» EXERCISE INSTRUCTIONS:
Your task is to copy each line of the material that holds the word "found".

» EXERCISE DATA:
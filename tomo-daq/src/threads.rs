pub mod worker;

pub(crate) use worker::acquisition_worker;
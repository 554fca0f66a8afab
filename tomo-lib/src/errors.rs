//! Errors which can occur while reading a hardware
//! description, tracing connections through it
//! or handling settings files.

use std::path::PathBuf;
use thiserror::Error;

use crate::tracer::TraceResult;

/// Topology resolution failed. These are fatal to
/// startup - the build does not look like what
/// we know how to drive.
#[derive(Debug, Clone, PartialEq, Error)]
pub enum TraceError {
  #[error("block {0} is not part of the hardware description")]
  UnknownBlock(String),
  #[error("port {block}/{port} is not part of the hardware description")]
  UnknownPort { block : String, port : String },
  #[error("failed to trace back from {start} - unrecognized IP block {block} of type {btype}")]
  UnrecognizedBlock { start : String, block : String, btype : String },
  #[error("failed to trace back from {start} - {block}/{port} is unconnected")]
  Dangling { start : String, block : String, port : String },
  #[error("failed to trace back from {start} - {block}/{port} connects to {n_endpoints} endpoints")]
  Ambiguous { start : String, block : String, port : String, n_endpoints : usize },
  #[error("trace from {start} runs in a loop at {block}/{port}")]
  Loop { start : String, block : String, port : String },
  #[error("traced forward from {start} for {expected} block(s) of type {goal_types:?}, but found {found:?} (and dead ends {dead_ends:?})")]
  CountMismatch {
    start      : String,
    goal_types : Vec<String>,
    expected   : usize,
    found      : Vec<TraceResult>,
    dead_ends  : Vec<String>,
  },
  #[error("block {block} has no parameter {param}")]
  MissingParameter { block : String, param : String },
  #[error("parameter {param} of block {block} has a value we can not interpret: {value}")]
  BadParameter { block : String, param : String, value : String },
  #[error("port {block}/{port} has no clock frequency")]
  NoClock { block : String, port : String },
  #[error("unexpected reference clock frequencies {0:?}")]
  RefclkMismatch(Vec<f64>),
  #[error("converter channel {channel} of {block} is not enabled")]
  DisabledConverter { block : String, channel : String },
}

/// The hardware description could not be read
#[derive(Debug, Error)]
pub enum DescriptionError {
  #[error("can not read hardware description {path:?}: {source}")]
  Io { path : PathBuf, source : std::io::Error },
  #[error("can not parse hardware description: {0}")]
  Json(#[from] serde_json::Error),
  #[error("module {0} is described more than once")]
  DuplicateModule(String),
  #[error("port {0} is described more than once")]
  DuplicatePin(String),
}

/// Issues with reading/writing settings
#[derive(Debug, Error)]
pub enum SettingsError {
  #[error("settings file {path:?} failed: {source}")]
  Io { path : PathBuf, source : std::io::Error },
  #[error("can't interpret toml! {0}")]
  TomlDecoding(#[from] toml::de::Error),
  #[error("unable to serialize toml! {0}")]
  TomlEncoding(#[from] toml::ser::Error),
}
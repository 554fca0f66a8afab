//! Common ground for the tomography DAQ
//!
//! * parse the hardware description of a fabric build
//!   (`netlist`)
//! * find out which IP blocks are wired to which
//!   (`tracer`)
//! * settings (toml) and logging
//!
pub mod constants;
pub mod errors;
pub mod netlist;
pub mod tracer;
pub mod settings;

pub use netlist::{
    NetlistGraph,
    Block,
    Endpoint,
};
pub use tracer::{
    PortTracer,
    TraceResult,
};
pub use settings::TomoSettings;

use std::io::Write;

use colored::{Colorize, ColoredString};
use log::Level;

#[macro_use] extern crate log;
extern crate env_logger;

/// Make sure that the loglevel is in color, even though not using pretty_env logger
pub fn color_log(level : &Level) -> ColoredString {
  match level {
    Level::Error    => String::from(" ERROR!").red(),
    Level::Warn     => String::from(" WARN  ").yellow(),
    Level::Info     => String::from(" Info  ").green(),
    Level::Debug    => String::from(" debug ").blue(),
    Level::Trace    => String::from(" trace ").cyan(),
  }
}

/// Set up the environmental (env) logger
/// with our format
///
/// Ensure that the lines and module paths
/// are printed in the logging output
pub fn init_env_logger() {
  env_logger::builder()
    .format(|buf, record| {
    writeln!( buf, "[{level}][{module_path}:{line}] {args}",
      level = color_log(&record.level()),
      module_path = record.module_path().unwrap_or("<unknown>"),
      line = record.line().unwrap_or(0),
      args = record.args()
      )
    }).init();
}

» TASK RESPONSE:
  #[error("traced forward from {start} for {expected} block(s) of type {goal_types:?}, but found {found:?} (and dead ends {dead_ends:?})")]
    found      : Vec<TraceResult>,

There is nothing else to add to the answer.